We drove down the night before and stayed with Jason's aunt and uncle who were very generous and welcoming. Early the next morning, we woke to crisp air, but pleasant running temps. We picked up our packets and started the race. As if on cue, the rain began to pour. The trails were wet, muddy, and sloppy from the start. Joe and I stayed together during the race and finished a little slower than we had hoped. Jason was already finished and cheering us on at the race headquarters. Jes was there, as well. She had been injured and decided to stop after one loop, completing the 25k distance.
We were all changing and anticipating Shauna and Erica's finish. They would probably be finished in about 8 hours based on previous performances. We also thought it could be slower due to the muddy trail conditions.
We decided to wait in parking lot where you can see runners descending the switchbacks on the final mile. Our group of runners all have distinct gait patterns, arm swing, limps, etc. and we can spot each other from quite a distance! We watched as the clock neared the cutoff of 8 and a half hours. Shauna and Erica should be coming any minute. We spotted Shauna in her orange hat, but that did not look like Erica in front of her. Well, Erica will be right behind her, we were sure.

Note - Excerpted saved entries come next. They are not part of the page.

pub mod types;
pub use types::*;
pub mod snapshot;
pub mod json_file;
pub mod history;
pub mod memory;

pub use history::CsvHistoryLog;
pub use json_file::JsonSnapshotStore;
pub use memory::{MemoryHistoryLog, MemorySnapshotStore};

use async_trait::async_trait;

use crate::engine::types::CanonicalRecord;

/// Holds the last committed snapshot. Written at most once per cycle.
#[async_trait]
pub trait SnapshotStore: Send + Sync {
    async fn load_snapshot(&self) -> PersistResult<Option<SnapshotData>>;
    async fn save_snapshot(&self, snapshot: &SnapshotData) -> PersistResult<()>;
}

/// Append-only audit trail of every scraped record.
#[async_trait]
pub trait HistoryLog: Send + Sync {
    /// Returns the number of rows written.
    async fn append(&self, records: &[CanonicalRecord]) -> PersistResult<usize>;
}
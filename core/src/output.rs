//! Artifact serialization.
//!
//! Every file the engine produces (snapshots, window artifacts, the
//! consensus list) goes through [`write_lines`]: newline-delimited with a
//! trailing newline, written to a temp sibling and renamed into place so a
//! concurrent reader sees either the old bytes or the new bytes, never a
//! prefix. An empty line set produces an empty file.

use std::fs;
use std::path::Path;

use anyhow::Context;

pub fn write_lines(path: &Path, lines: &[String]) -> anyhow::Result<()> {
    if let Some(parent) = path.parent() {
        fs::create_dir_all(parent)
            .with_context(|| format!("failed to create {}", parent.display()))?;
    }

    let mut body = lines.join("\n");
    if !body.is_empty() {
        body.push('\n');
    }

    let tmp = path.with_extension("tmp");
    fs::write(&tmp, body).with_context(|| format!("failed to write {}", tmp.display()))?;
    fs::rename(&tmp, path)
        .with_context(|| format!("failed to replace {}", path.display()))?;
    Ok(())
}
use siftr_common::config::Config;
use siftr_common::success;
use siftr_core::pipeline;
use siftr_core::store::fs::FsStore;

pub fn prune(cfg: &Config) -> anyhow::Result<()> {
    let store = FsStore::new(&cfg.data_dir);

    let evicted = pipeline::prune_all(cfg, &store)?;

    success!("{evicted} snapshots evicted (keeping at most {} per source)", cfg.max_raw_days);
    Ok(())
}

We cheered Shauna on to finish as she announced "That's it. I'm the last runner! ". Jason immediately responded, "Well, where's Erica?". There was obvious concern on Shauna's face as she explained that Erica should be 45 minutes ahead of her. They separated at around mile 16 when Shauna didn't feel well and decided to take a significant walk break. So, where was Erica? The sweepers followed Shauna into the finish and said that they did not see anyone else. One of the sweepers was in charge of aid station 2 (about 7 miles from the finish) and confirmed that Erica did pass through that aid station.
We were still expecting Erica to come down the last switchbacks soon. Maybe she got off course briefly, but she would find her way back. She makes maps for a living, after all! It would be getting dark soon so we were becoming more worried by the minute. She did not take her cell phone since the signal was sparse. The volunteers at aid station 3 could not be reached to confirm if she had made it to that aid station. The park ranger and volunteers had driven some of the roads leading to the aid station and did not see or hear her.
A sound in the distance lead the sweepers off in the nearby hollow hoping to find her there. But, the sound was not replicated and the search in that area did not reveal her whereabouts.
So, now we had to go find her. The park ranger initially did not want "5 more runners lost", but who best to find her, but runners who are fit and can navigate trails? The plan would be to go the top of the last trail and start back tracking. We hadn't brought our nice lights and headlamps, not anticipating being out on the trails after dark, but the park ranger found a few household type lights and a volunteer loaned us one.
Mike, the race director, would accompany us since he was most familiar with the park trails. It was totally dark. We piled into the Suburban after putting our muddy trail shoes back on for the task. We headed up Middle Ridge Road. The road was in terrible shape. We slipped and slid in the deep ruts and ditches as the mud peppered our car. I had my window down in hopes to hear Erica and the mud quickly splattered my face! We all had some terrible scenarios of Erica's whereabouts and condition and they kept getting worse in each of our minds as the minutes and seconds passed. Was she unconscious and injured? Would she even hear us yelling? Did she have an asthma attack? Did some crazy mountain man kidnap her and have her in a trailer (with a basement)somewhere? It is amazing where your mind goes when you become scared and uncertain. It had been nearly 2 hours since darkness had fallen. Erica did not have a light.
We finally reached the top of the trail where we pulled off of the narrow road. We began walking down the trail, we blew my soccer whistle which had been hanging from the rear view mirror for 2 years. We had a small cowbell from a triathlon and began yelling. We had barely ran 100 feet, when we heard an echo "hello", "hello". Seconds later, Erica appears in the beam of our lights with a big smile saying "Guys, I am so sorry". We all nearly burst into tears! She said that she was fine and knew that we would find her! She took a wrong turn and then when she was able to navigate back, the course markings had been removed so she could not find her way. She had traveled over 38 miles!
We quickly loaded her up and slid back down the muddy mountain in the Suburban.
Erica is probably one of the most observant and attentive people who I know. And, also she is very smart (as I told those at race headquarters). So, if she can get lost, I know that could happen to any of us. Erica was correct in not feeling upset and knowing the we would find her! We were not leaving without one of our own even if it meant a helicopter with a spot light, search dogs, and a lumbersexual trying to find her (inside joke).
Thank you so much to the park rangers, Mike, Dan, Sara and the other volunteers/sweepers! This is a Shatwell Adventure that will not soon be forgotten!